── Source information

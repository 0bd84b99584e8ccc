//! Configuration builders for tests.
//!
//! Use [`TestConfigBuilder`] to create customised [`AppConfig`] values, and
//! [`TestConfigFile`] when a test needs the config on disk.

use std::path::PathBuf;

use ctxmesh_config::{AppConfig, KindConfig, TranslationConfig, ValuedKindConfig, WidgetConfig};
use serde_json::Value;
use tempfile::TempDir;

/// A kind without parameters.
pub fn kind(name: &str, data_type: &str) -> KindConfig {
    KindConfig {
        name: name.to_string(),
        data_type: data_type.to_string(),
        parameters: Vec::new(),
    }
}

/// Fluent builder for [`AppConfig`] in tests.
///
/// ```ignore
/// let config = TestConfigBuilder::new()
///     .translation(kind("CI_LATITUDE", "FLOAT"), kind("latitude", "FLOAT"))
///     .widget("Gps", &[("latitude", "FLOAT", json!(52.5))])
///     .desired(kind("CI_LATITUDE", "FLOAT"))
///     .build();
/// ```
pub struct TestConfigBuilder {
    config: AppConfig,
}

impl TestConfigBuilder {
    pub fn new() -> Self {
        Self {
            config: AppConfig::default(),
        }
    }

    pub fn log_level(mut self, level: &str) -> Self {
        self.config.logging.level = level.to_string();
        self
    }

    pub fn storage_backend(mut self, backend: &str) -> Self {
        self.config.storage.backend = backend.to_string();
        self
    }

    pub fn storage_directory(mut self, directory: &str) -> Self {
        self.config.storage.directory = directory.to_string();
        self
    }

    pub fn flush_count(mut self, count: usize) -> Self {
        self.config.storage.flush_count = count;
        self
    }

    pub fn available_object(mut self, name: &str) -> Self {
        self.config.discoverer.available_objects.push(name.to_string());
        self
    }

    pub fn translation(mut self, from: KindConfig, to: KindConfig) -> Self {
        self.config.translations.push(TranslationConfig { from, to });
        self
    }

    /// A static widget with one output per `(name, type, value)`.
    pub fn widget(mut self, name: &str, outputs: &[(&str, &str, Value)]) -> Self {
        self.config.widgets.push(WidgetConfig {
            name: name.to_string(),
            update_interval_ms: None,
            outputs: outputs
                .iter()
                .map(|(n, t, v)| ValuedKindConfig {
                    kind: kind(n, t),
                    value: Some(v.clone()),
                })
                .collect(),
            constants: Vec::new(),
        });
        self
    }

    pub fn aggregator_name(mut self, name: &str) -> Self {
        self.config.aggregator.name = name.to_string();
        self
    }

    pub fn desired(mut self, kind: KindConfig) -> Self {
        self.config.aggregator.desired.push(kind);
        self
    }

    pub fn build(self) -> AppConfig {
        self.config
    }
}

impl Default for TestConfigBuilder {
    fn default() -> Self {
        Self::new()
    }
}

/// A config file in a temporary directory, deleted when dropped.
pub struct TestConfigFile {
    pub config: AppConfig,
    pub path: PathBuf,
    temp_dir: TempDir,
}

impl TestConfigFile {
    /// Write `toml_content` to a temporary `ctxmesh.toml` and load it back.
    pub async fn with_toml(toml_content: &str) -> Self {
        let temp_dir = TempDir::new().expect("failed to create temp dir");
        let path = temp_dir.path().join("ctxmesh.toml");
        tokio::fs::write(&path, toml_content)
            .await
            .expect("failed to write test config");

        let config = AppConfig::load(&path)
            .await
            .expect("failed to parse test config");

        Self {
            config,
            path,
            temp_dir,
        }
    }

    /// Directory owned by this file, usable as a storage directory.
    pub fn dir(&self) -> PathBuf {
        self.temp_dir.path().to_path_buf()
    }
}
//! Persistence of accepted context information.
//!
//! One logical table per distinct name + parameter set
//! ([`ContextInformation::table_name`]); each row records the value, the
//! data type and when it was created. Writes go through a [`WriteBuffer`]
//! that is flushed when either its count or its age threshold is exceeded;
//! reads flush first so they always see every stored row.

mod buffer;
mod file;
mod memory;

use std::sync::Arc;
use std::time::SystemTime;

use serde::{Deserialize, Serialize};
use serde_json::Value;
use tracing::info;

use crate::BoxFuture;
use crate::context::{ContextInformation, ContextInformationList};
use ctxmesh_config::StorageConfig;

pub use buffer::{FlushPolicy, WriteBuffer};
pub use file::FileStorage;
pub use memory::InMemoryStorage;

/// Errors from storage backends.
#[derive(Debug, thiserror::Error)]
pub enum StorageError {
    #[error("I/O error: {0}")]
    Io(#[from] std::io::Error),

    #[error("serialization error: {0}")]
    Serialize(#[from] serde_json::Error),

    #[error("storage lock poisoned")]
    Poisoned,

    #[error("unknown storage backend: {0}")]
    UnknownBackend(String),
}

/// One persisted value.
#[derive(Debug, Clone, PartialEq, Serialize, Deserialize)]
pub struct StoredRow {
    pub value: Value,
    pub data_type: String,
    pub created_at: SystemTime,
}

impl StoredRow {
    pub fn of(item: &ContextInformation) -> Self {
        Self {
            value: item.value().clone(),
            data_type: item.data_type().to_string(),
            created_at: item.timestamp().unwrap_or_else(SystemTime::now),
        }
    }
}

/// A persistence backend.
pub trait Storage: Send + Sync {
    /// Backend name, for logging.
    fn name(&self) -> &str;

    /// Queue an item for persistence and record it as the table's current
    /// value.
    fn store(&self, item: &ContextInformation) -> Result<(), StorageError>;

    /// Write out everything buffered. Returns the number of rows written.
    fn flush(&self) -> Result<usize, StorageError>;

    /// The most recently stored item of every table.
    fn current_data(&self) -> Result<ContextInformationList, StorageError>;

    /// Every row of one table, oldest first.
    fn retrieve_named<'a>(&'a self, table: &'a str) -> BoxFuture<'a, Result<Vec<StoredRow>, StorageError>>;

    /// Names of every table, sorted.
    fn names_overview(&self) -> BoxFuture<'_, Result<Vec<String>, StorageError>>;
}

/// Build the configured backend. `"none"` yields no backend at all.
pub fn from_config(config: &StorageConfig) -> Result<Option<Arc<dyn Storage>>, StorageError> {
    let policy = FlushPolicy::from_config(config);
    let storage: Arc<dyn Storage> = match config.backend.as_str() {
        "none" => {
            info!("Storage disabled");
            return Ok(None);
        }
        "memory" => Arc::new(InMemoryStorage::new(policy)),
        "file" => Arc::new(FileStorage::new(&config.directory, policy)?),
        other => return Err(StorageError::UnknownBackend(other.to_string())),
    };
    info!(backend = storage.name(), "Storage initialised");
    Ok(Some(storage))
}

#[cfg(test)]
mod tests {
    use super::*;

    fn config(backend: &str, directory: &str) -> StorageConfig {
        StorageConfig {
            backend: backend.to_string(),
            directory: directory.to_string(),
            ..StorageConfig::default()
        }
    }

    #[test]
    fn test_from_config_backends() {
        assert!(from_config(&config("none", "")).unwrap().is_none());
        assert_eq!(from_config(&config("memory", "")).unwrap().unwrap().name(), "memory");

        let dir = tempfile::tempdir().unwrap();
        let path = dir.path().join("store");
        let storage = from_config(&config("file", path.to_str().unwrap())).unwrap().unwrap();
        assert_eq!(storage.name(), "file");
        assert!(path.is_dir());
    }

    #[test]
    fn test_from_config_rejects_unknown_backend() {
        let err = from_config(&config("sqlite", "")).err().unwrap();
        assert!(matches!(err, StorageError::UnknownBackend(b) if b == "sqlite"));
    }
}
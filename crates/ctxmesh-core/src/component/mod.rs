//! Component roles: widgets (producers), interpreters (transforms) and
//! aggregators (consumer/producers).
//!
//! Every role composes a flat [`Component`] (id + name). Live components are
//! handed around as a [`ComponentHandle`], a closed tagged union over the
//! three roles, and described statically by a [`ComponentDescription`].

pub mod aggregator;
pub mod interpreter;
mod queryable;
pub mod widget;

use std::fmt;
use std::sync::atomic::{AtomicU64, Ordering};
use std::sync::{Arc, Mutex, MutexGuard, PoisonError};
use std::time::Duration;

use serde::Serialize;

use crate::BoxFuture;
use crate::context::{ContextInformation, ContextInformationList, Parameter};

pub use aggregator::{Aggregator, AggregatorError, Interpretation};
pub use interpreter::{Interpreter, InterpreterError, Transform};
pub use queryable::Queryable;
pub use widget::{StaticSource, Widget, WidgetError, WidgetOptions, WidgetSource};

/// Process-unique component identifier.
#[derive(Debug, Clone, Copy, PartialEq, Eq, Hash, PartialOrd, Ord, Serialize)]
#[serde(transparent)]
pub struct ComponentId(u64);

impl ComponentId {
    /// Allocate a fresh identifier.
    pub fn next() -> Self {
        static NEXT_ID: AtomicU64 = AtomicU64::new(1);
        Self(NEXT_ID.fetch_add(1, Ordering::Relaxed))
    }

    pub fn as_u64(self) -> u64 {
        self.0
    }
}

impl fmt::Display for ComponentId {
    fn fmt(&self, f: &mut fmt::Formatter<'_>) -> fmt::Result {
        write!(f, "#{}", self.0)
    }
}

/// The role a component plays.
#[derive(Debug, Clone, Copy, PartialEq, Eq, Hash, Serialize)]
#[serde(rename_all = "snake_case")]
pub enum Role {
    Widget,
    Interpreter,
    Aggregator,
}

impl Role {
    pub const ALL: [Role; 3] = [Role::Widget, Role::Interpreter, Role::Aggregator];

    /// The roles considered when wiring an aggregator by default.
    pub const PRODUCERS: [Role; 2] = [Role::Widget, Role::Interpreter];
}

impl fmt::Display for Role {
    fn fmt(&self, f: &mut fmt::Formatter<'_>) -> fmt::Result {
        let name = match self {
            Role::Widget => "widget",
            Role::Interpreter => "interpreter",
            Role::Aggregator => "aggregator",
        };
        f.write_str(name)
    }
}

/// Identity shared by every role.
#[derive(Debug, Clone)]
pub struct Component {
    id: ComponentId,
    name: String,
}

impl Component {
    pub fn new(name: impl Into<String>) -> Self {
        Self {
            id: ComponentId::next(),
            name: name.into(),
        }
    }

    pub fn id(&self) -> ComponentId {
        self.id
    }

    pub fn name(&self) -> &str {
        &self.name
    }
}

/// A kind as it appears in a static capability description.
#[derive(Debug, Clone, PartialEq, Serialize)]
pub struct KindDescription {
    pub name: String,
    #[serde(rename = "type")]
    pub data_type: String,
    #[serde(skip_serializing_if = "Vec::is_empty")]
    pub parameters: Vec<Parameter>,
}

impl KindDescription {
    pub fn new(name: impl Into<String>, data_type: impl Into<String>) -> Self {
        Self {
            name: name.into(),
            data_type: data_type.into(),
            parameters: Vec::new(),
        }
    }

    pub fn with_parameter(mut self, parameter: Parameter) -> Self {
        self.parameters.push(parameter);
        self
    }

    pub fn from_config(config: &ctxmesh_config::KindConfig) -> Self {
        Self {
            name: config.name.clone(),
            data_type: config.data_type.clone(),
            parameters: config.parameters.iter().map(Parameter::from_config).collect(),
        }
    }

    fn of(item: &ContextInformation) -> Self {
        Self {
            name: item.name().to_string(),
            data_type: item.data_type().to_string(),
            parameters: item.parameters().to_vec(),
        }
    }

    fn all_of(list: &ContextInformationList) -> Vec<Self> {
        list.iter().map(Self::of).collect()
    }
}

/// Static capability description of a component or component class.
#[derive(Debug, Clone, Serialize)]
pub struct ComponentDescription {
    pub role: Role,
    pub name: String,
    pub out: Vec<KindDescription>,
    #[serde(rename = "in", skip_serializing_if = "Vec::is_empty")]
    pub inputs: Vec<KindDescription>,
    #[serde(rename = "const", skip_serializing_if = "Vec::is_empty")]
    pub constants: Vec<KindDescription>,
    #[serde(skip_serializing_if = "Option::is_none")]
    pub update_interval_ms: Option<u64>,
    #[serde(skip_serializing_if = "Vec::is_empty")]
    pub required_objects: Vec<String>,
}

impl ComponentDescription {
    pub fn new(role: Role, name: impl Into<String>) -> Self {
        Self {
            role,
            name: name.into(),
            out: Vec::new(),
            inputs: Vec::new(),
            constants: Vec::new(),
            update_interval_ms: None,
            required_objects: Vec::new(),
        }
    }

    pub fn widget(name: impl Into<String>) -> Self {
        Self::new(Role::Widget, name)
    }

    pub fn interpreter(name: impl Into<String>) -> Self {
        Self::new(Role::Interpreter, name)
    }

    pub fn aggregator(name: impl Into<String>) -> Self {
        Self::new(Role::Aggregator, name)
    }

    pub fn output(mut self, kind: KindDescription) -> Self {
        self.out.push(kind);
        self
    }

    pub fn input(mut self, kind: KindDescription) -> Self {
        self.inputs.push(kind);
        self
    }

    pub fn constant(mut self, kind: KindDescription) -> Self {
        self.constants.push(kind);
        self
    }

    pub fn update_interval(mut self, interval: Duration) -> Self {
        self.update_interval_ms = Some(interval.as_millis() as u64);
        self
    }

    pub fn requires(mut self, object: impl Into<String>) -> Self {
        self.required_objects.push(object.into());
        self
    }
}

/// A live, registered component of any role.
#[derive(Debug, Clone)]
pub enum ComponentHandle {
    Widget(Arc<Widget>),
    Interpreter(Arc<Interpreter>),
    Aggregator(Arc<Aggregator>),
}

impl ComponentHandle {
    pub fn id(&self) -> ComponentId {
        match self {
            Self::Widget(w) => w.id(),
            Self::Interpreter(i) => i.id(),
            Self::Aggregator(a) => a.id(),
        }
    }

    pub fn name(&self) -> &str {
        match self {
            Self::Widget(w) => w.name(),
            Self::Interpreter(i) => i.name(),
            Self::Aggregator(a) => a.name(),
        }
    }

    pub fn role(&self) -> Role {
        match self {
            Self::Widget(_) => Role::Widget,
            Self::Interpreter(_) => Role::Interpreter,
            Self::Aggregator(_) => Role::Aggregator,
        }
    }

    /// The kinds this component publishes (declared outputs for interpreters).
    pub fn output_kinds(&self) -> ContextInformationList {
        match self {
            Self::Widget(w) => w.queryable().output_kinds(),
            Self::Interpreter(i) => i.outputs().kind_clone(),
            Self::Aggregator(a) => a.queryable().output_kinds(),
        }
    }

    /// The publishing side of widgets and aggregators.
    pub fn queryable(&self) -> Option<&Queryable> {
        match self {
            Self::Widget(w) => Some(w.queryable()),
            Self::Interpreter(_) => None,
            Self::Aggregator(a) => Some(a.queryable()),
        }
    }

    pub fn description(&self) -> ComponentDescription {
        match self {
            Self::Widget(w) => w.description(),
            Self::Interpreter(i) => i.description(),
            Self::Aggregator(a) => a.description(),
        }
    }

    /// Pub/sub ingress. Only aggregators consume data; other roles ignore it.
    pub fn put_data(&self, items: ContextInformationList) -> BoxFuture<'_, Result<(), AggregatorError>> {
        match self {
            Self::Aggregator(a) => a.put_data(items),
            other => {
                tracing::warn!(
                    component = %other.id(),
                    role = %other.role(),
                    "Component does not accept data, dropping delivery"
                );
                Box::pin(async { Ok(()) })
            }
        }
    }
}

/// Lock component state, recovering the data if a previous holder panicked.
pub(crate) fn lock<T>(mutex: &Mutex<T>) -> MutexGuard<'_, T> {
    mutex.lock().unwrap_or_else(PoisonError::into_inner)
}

────

Assigned task: With the line containing "kind without parameters." as the last one, please set down exactly the lines of the records above from their very first line, and nothing more.

Task result:
repository 0bd84b99584e8ccc
//! Configuration builders for tests.
//!
//! Use [`TestConfigBuilder`] to create customised [`AppConfig`] values, and
//! [`TestConfigFile`] when a test needs the config on disk.

use std::path::PathBuf;

use ctxmesh_config::{AppConfig, KindConfig, TranslationConfig, ValuedKindConfig, WidgetConfig};
use serde_json::Value;
use tempfile::TempDir;

/// A kind without parameters.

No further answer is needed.